## EXERCISE BRIEF:
Produce word for word the lines of the data below running from the one that has "use async_trait::async_trait;" to the one that has "use crate::codec::Frame;", inclusive, and no others.

━━━ INPUT RECORDS ━━━

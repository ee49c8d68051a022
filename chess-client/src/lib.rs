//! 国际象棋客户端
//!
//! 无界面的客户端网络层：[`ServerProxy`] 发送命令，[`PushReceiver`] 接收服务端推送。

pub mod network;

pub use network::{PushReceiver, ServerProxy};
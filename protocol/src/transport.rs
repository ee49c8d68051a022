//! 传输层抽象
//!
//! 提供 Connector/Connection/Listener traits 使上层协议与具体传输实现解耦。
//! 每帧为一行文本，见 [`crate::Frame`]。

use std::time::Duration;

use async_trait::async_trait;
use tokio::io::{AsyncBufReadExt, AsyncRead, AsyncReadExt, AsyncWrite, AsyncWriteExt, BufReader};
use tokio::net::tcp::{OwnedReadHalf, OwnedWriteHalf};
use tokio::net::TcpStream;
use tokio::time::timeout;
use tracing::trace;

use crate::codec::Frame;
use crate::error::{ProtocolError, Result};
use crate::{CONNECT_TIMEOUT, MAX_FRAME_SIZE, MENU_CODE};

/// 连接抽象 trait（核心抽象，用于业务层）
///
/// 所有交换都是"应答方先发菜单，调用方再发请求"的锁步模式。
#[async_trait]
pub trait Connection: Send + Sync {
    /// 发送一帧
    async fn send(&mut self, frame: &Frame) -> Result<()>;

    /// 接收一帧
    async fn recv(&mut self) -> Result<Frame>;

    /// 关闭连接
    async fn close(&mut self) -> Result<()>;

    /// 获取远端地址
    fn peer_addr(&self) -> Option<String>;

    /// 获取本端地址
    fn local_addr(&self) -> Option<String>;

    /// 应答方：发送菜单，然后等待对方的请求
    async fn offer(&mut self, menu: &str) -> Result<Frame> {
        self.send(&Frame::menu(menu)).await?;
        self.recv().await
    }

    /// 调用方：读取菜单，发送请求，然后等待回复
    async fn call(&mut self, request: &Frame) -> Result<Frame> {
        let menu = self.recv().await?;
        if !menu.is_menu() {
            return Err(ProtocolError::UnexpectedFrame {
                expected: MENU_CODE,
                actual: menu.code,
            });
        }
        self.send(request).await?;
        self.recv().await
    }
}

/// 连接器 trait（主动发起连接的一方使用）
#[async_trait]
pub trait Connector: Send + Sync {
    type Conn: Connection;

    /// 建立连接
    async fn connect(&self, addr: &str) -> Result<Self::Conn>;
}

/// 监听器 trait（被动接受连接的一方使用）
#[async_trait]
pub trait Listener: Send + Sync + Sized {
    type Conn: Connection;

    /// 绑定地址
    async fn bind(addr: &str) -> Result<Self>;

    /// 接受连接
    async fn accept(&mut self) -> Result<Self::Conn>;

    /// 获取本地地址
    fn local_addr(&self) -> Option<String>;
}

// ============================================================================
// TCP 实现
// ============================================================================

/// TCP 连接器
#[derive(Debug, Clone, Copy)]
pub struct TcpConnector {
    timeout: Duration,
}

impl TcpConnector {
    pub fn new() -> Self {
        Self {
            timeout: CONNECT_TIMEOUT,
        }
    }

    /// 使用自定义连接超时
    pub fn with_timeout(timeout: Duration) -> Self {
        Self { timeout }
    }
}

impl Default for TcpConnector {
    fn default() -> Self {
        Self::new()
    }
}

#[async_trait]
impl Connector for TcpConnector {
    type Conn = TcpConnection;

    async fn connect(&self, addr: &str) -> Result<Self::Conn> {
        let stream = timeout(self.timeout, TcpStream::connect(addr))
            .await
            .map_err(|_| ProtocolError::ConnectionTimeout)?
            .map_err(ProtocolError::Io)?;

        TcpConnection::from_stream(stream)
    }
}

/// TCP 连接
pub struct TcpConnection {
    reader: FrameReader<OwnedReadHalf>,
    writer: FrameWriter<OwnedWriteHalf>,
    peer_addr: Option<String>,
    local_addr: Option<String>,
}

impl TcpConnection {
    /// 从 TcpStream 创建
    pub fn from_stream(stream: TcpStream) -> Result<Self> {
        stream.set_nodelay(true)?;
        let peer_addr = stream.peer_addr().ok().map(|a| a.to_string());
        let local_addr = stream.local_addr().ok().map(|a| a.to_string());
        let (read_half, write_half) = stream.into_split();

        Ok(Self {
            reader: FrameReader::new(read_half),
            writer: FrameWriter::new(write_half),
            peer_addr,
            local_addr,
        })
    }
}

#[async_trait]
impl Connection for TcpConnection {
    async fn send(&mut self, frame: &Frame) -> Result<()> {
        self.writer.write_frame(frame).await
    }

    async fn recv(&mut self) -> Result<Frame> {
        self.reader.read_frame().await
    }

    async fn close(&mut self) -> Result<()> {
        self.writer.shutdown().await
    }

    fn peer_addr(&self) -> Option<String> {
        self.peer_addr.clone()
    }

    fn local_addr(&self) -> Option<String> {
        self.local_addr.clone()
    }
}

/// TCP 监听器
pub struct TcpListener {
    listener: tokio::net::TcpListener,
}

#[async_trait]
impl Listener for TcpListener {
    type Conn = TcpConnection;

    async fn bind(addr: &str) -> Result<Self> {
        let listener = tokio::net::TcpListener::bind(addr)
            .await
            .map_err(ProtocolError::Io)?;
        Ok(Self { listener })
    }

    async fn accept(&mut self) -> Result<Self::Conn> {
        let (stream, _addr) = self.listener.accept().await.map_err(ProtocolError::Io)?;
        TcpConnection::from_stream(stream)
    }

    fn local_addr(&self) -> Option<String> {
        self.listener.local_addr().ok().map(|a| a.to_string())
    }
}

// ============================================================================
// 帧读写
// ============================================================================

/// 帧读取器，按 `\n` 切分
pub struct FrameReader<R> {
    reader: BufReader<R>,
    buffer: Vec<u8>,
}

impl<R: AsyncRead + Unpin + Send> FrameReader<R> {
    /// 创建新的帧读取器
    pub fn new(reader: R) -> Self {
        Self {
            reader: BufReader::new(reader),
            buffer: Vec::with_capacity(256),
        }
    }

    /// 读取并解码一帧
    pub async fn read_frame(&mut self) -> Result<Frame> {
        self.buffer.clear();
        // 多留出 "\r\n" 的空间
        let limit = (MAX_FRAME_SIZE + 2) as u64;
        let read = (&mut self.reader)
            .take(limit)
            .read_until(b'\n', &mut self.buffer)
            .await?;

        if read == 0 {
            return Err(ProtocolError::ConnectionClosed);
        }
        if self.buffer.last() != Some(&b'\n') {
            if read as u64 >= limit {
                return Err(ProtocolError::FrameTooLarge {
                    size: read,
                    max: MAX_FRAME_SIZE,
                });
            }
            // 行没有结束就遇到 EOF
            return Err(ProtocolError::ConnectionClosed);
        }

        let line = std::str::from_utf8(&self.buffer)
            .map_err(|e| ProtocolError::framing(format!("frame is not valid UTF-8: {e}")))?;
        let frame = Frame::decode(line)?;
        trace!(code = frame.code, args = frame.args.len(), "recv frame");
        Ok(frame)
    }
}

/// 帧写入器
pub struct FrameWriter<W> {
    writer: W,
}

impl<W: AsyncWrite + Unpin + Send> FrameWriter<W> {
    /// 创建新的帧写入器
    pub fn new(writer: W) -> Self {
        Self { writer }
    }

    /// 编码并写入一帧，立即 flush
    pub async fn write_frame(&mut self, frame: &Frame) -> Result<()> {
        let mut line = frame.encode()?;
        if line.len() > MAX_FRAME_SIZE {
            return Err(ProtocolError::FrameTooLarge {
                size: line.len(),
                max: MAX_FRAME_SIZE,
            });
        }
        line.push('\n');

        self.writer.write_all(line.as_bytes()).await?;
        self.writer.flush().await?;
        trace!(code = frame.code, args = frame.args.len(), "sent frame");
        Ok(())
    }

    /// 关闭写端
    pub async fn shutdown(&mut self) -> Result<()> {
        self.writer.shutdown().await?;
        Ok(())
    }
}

━━━
━━━ INPUT RECORDS ━━━

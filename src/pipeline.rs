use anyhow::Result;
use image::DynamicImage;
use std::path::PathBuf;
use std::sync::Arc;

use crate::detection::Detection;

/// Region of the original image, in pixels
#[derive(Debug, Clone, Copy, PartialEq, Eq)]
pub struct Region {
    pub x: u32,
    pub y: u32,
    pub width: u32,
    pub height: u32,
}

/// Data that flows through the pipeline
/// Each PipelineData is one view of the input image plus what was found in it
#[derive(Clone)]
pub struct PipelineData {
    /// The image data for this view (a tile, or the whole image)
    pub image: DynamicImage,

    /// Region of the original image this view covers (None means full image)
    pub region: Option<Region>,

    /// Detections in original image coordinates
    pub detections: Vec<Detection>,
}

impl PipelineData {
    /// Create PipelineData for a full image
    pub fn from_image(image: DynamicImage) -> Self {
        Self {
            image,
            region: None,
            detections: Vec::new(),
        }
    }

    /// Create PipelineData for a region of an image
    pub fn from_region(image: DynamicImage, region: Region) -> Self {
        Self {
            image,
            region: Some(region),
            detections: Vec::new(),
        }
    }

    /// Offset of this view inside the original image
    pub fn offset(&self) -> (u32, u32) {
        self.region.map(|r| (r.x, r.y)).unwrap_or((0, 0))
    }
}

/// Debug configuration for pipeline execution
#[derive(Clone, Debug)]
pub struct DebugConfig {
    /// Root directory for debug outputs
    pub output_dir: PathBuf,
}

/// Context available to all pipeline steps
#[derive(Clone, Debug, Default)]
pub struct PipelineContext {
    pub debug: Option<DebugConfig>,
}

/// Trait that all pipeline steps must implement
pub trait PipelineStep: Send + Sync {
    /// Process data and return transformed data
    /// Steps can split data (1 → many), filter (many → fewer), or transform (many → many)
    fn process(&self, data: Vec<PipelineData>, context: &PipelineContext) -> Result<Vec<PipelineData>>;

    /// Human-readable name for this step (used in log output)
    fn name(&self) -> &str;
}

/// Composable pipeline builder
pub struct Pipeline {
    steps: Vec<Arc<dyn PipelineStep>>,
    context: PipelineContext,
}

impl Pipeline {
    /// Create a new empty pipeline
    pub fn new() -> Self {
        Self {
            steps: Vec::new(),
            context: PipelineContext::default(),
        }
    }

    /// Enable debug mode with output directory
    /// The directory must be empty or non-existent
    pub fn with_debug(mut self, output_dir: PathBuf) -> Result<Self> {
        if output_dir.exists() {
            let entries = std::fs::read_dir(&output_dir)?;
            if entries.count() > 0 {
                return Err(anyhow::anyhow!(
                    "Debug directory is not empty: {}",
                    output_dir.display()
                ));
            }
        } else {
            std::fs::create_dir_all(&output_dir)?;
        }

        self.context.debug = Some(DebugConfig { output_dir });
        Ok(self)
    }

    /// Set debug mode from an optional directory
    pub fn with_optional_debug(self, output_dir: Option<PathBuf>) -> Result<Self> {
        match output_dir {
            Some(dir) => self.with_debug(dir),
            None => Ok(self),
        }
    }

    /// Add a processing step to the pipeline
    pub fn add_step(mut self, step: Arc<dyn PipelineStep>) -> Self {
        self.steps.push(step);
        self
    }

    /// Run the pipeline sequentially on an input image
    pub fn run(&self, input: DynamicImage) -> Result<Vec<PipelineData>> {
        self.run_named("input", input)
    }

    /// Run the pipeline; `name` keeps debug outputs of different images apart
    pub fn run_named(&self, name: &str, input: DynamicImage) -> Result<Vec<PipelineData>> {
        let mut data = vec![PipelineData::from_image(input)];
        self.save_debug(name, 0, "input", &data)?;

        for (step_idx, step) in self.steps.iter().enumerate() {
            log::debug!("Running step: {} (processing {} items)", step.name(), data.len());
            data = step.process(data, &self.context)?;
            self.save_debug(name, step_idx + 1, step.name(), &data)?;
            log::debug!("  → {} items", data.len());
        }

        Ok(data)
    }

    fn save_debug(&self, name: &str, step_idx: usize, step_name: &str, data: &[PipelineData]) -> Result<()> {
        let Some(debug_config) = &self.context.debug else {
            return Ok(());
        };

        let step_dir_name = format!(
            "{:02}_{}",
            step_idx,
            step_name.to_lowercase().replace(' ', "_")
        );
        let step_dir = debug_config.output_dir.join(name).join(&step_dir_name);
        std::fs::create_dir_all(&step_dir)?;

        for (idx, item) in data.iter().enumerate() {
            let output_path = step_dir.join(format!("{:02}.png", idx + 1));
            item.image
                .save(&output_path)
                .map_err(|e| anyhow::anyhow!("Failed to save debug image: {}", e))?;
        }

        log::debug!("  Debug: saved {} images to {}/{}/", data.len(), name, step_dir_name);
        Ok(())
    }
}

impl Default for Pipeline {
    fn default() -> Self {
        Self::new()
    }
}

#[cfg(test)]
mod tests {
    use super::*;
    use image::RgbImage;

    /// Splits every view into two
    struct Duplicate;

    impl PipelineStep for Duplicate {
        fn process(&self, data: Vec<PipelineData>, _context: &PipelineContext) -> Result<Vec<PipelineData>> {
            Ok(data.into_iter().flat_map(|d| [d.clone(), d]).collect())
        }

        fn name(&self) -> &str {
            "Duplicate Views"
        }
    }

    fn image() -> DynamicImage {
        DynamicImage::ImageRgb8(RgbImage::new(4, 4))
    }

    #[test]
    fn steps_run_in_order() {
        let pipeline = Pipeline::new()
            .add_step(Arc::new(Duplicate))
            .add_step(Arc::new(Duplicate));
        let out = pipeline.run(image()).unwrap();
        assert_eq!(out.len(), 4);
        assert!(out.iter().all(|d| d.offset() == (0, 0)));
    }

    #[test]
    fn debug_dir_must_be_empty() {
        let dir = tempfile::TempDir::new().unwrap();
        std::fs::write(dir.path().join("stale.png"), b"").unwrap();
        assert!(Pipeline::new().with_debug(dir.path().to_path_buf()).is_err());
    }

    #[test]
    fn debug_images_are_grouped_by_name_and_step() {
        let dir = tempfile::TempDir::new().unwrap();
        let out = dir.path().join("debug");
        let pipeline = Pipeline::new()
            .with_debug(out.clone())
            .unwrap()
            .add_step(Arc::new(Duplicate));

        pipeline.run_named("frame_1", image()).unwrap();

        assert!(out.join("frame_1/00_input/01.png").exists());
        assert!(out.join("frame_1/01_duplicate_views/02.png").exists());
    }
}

━━━

## RESULT:
use async_trait::async_trait;
use tokio::io::{AsyncBufReadExt, AsyncRead, AsyncReadExt, AsyncWrite, AsyncWriteExt, BufReader};
use tokio::net::tcp::{OwnedReadHalf, OwnedWriteHalf};
use tokio::net::TcpStream;
use tokio::time::timeout;
use tracing::trace;

use crate::codec::Frame;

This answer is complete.